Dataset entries
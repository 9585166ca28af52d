//! # 共通値オブジェクト
//!
//! 複数のエンティティで共有される値オブジェクトを定義する。
//!
//! ## 設計方針
//!
//! - **Newtype パターン**: プリミティブ型をラップし、型安全性を確保
//! - **バリデーション**: 生成時に検証し、不正な値の存在を型レベルで排除
//! - **不変性**: 一度作成したら変更不可
//!
//! ## 含まれる型
//!
//! | 型 | ラップ対象 | 用途 |
//! |---|-----------|------|
//! | [`Version`] | `u32` | 楽観的ロック用のバージョン番号 |
//! | [`PaymentAmount`] | `i64` | 支払金額（円） |
//! | [`DoctorName`] | `String` | ドクター表示名 |
//! | [`PatientName`] | `String` | 患者名（PII、Debug マスク） |

use serde::{Deserialize, Serialize};

use crate::DomainError;

// =========================================================================
// Version（バージョン番号）
// =========================================================================

/// バージョン番号（値オブジェクト）
///
/// 予約レコードの楽観的ロックに使用する。
/// 1 から始まり、更新のたびにインクリメントされる。
/// 更新時はリポジトリがリクエストの version と DB の version を比較し、
/// 一致しない場合は競合エラーを返す。
///
/// # 不変条件
///
/// - バージョン番号は 1 以上
///
/// # 使用例
///
/// ```rust
/// use mediflow_domain::value_objects::Version;
///
/// let v1 = Version::initial();
/// assert_eq!(v1.as_u32(), 1);
///
/// let v2 = v1.next();
/// assert_eq!(v2.as_u32(), 2);
/// ```
#[derive(Debug, Clone, Copy, PartialEq, Eq, PartialOrd, Ord, Hash, Serialize, Deserialize)]
pub struct Version(u32);

impl Version {
    /// 初期バージョン（1）を作成する
    pub fn initial() -> Self {
        Self(1)
    }

    /// 指定した値からバージョンを作成する
    ///
    /// # エラー
    ///
    /// 0 は無効（バージョンは 1 以上）。`DomainError::Validation` を返す。
    pub fn new(value: u32) -> Result<Self, DomainError> {
        if value == 0 {
            return Err(DomainError::Validation(
                "バージョン番号は 1 以上である必要があります".to_string(),
            ));
        }
        Ok(Self(value))
    }

    /// 次のバージョンを返す
    ///
    /// # パニック
    ///
    /// u32 の最大値を超える場合はパニックする。実運用では到達しない想定。
    pub fn next(&self) -> Self {
        Self(
            self.0
                .checked_add(1)
                .expect("バージョン番号がオーバーフローしました"),
        )
    }

    /// 内部の u32 値を取得する
    pub fn as_u32(&self) -> u32 {
        self.0
    }

    /// i32 に変換する（DB 互換用）
    ///
    /// # パニック
    ///
    /// i32 の範囲を超える場合はパニックする。
    pub fn as_i32(&self) -> i32 {
        i32::try_from(self.0).expect("バージョン番号が i32 の範囲を超えています")
    }
}

impl TryFrom<i32> for Version {
    type Error = DomainError;

    /// i32 から Version への変換を試みる
    ///
    /// # エラー
    ///
    /// 値が 0 以下の場合は `DomainError::Validation` を返す。
    fn try_from(value: i32) -> Result<Self, Self::Error> {
        if value <= 0 {
            return Err(DomainError::Validation(
                "バージョン番号は 1 以上である必要があります".to_string(),
            ));
        }
        Ok(Self(value as u32))
    }
}

impl Default for Version {
    fn default() -> Self {
        Self::initial()
    }
}

impl std::fmt::Display for Version {
    fn fmt(&self, f: &mut std::fmt::Formatter<'_>) -> std::fmt::Result {
        write!(f, "v{}", self.0)
    }
}

// =========================================================================
// PaymentAmount（支払金額）
// =========================================================================

/// 支払金額（値オブジェクト）
///
/// 円単位の金額を表す。負の金額は存在しない。
///
/// # 不変条件
///
/// - 0 以上の整数（円）
///
/// # 使用例
///
/// ```rust
/// # fn main() -> Result<(), Box<dyn std::error::Error>> {
/// use mediflow_domain::value_objects::PaymentAmount;
///
/// let amount = PaymentAmount::new(5000)?;
/// assert_eq!(amount.as_i64(), 5000);
/// # Ok(())
/// # }
/// ```
#[derive(Debug, Clone, Copy, PartialEq, Eq, PartialOrd, Ord, Hash, Serialize, Deserialize)]
pub struct PaymentAmount(i64);

impl PaymentAmount {
    /// 指定した値から支払金額を作成する
    ///
    /// # エラー
    ///
    /// 負の値の場合は `DomainError::Validation` を返す。
    pub fn new(value: i64) -> Result<Self, DomainError> {
        if value < 0 {
            return Err(DomainError::Validation(
                "支払金額は 0 以上である必要があります".to_string(),
            ));
        }
        Ok(Self(value))
    }

    /// 内部の i64 値を取得する
    pub fn as_i64(&self) -> i64 {
        self.0
    }
}

impl TryFrom<i64> for PaymentAmount {
    type Error = DomainError;

    fn try_from(value: i64) -> Result<Self, Self::Error> {
        Self::new(value)
    }
}

impl std::fmt::Display for PaymentAmount {
    fn fmt(&self, f: &mut std::fmt::Formatter<'_>) -> std::fmt::Result {
        write!(f, "{}", self.0)
    }
}

// =========================================================================
// DoctorName（ドクター表示名）
// =========================================================================

define_validated_string! {
    /// ドクター表示名（値オブジェクト）
    ///
    /// 予約一覧やプロフィール画面に表示するドクターの名前。
    ///
    /// # バリデーション
    ///
    /// - 空文字列ではない
    /// - 最大 100 文字
    pub struct DoctorName {
        label: "ドクター名",
        max_length: 100,
    }
}

// =========================================================================
// PatientName（患者名）
// =========================================================================

define_validated_string! {
    /// 患者名（値オブジェクト）
    ///
    /// 予約レコードに保持する患者の連絡先スナップショット。
    /// PII（個人識別情報）のため、Debug 出力はマスクされる。
    ///
    /// # バリデーション
    ///
    /// - 空文字列ではない
    /// - 最大 100 文字
    pub struct PatientName {
        label: "患者名",
        max_length: 100,
        pii: true,
    }
}

// =========================================================================
// テスト
// =========================================================================

#[cfg(test)]
mod tests {
    use pretty_assertions::assert_eq;
    use rstest::rstest;

    use super::*;

    // Version のテスト

    #[test]
    fn test_バージョンの初期値は1() {
        let v = Version::initial();
        assert_eq!(v.as_u32(), 1);
    }

    #[test]
    fn test_バージョンのnextはインクリメントする() {
        let v1 = Version::initial();
        let v2 = v1.next();
        assert_eq!(v2.as_u32(), 2);
    }

    #[test]
    fn test_バージョン0は無効() {
        assert!(Version::new(0).is_err());
    }

    #[test]
    fn test_バージョンのi32変換() {
        let v = Version::new(42).unwrap();
        assert_eq!(v.as_i32(), 42);
    }

    #[rstest]
    #[case(0)]
    #[case(-1)]
    fn test_バージョンのi32からの変換_0以下は無効(#[case] value: i32) {
        assert!(Version::try_from(value).is_err());
    }

    #[test]
    fn test_バージョンのi32からの変換_正数は有効() {
        let v = Version::try_from(42).unwrap();
        assert_eq!(v.as_u32(), 42);
    }

    // PaymentAmount のテスト

    #[test]
    fn test_支払金額0は有効() {
        let amount = PaymentAmount::new(0).unwrap();
        assert_eq!(amount.as_i64(), 0);
    }

    #[test]
    fn test_支払金額の正数は有効() {
        let amount = PaymentAmount::new(5000).unwrap();
        assert_eq!(amount.as_i64(), 5000);
    }

    #[test]
    fn test_支払金額の負数は無効() {
        assert!(PaymentAmount::new(-1).is_err());
    }

    #[test]
    fn test_支払金額のi64からの変換() {
        let amount = PaymentAmount::try_from(300_i64).unwrap();
        assert_eq!(amount.as_i64(), 300);
    }

    // DoctorName のテスト

    #[test]
    fn test_ドクター名は正常な値を受け入れる() {
        assert!(DoctorName::new("山田太郎").is_ok());
    }

    #[rstest]
    #[case("", "空文字列")]
    #[case("   ", "空白のみ")]
    fn test_ドクター名は空を拒否する(#[case] input: &str, #[case] _reason: &str) {
        assert!(DoctorName::new(input).is_err());
    }

    #[test]
    fn test_ドクター名は前後の空白をトリムする() {
        let name = DoctorName::new("  山田太郎  ").unwrap();
        assert_eq!(name.as_str(), "山田太郎");
    }

    #[test]
    fn test_ドクター名は101文字以上を拒否する() {
        let long_name = "あ".repeat(101);
        assert!(DoctorName::new(&long_name).is_err());
    }

    #[test]
    fn test_ドクター名のdebug出力は実際の値を表示する() {
        let name = DoctorName::new("山田太郎").unwrap();
        assert!(format!("{:?}", name).contains("山田太郎"));
    }

    // PatientName のテスト

    #[test]
    fn test_患者名は正常な値を受け入れる() {
        assert!(PatientName::new("佐藤花子").is_ok());
    }

    #[test]
    fn test_患者名のdebug出力はマスクされる() {
        let name = PatientName::new("佐藤花子").unwrap();
        let debug = format!("{:?}", name);
        assert!(debug.contains(crate::REDACTED));
        assert!(!debug.contains("佐藤花子"));
    }

    #[test]
    fn test_患者名のas_strは実際の値を返す() {
        let name = PatientName::new("佐藤花子").unwrap();
        assert_eq!(name.as_str(), "佐藤花子");
    }

    #[test]
    fn test_患者名は100文字まで許容する() {
        let long_name = "あ".repeat(100);
        assert!(PatientName::new(&long_name).is_ok());
    }
}
//! versantd, the Versant server binary.
//!
//! Binds a listener, serves one thread per client connection, and shuts
//! down cleanly on SIGHUP: half-close every client, wait for the service
//! threads to unwind, finalize the store and transaction manager, exit 0.

use std::process;

use clap::{value_parser, Arg, ArgAction, Command};
use signal_hook::consts::SIGHUP;
use signal_hook::iterator::Signals;
use tracing::{error, info};
use tracing_subscriber::EnvFilter;

use versant_server::Server;

fn build_cli() -> Command {
    Command::new("versantd")
        .about("Concurrent multi-version transactional in-memory key/value store")
        .arg(
            Arg::new("port")
                .short('p')
                .long("port")
                .required(true)
                .value_parser(value_parser!(u16))
                .help("Port to listen on"),
        )
        .arg(
            Arg::new("host")
                .short('H')
                .long("host")
                .default_value("0.0.0.0")
                .help("Address to bind"),
        )
        .arg(
            Arg::new("quiet")
                .short('q')
                .long("quiet")
                .action(ArgAction::SetTrue)
                .help("Log warnings and errors only"),
        )
}

fn init_tracing(quiet: bool) {
    let default = if quiet { "warn" } else { "info" };
    let filter = EnvFilter::try_from_default_env().unwrap_or_else(|_| EnvFilter::new(default));
    tracing_subscriber::fmt().with_env_filter(filter).init();
}

/// A panicking service thread means a broken internal contract; the
/// process must not keep running half-dead.
fn install_panic_hook() {
    let default = std::panic::take_hook();
    std::panic::set_hook(Box::new(move |info| {
        default(info);
        error!("fatal internal error, terminating");
        process::exit(70);
    }));
}

fn main() {
    let matches = build_cli().get_matches();
    init_tracing(matches.get_flag("quiet"));
    install_panic_hook();

    let port = *matches.get_one::<u16>("port").expect("port is required");
    let host = matches
        .get_one::<String>("host")
        .expect("host has a default")
        .clone();

    let server = match Server::bind(&host, port) {
        Ok(server) => server,
        Err(err) => {
            error!(%err, host, port, "failed to bind listener");
            process::exit(1);
        }
    };

    let handle = match server.spawn() {
        Ok(handle) => handle,
        Err(err) => {
            error!(%err, "failed to start accept loop");
            process::exit(1);
        }
    };

    let mut signals = match Signals::new([SIGHUP]) {
        Ok(signals) => signals,
        Err(err) => {
            error!(%err, "failed to install signal handler");
            process::exit(1);
        }
    };

    for signal in signals.forever() {
        if signal == SIGHUP {
            info!("SIGHUP received, starting graceful shutdown");
            handle.shutdown();
            process::exit(0);
        }
    }
}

> WHAT THE TASK ASKS
Your answer should consist solely of the lines above from the line with "fn test_ドクター名は空を拒否する(#[case] input: &str, #[case]" to the line with "assert!(format", both included, reproduced exactly.

> EXERCISE RESPONSE
    fn test_ドクター名は空を拒否する(#[case] input: &str, #[case] _reason: &str) {
        assert!(DoctorName::new(input).is_err());
    }

    #[test]
    fn test_ドクター名は前後の空白をトリムする() {
        let name = DoctorName::new("  山田太郎  ").unwrap();
        assert_eq!(name.as_str(), "山田太郎");
    }

    #[test]
    fn test_ドクター名は101文字以上を拒否する() {
        let long_name = "あ".repeat(101);
        assert!(DoctorName::new(&long_name).is_err());
    }

    #[test]
    fn test_ドクター名のdebug出力は実際の値を表示する() {
        let name = DoctorName::new("山田太郎").unwrap();
        assert!(format!("{:?}", name).contains("山田太郎"));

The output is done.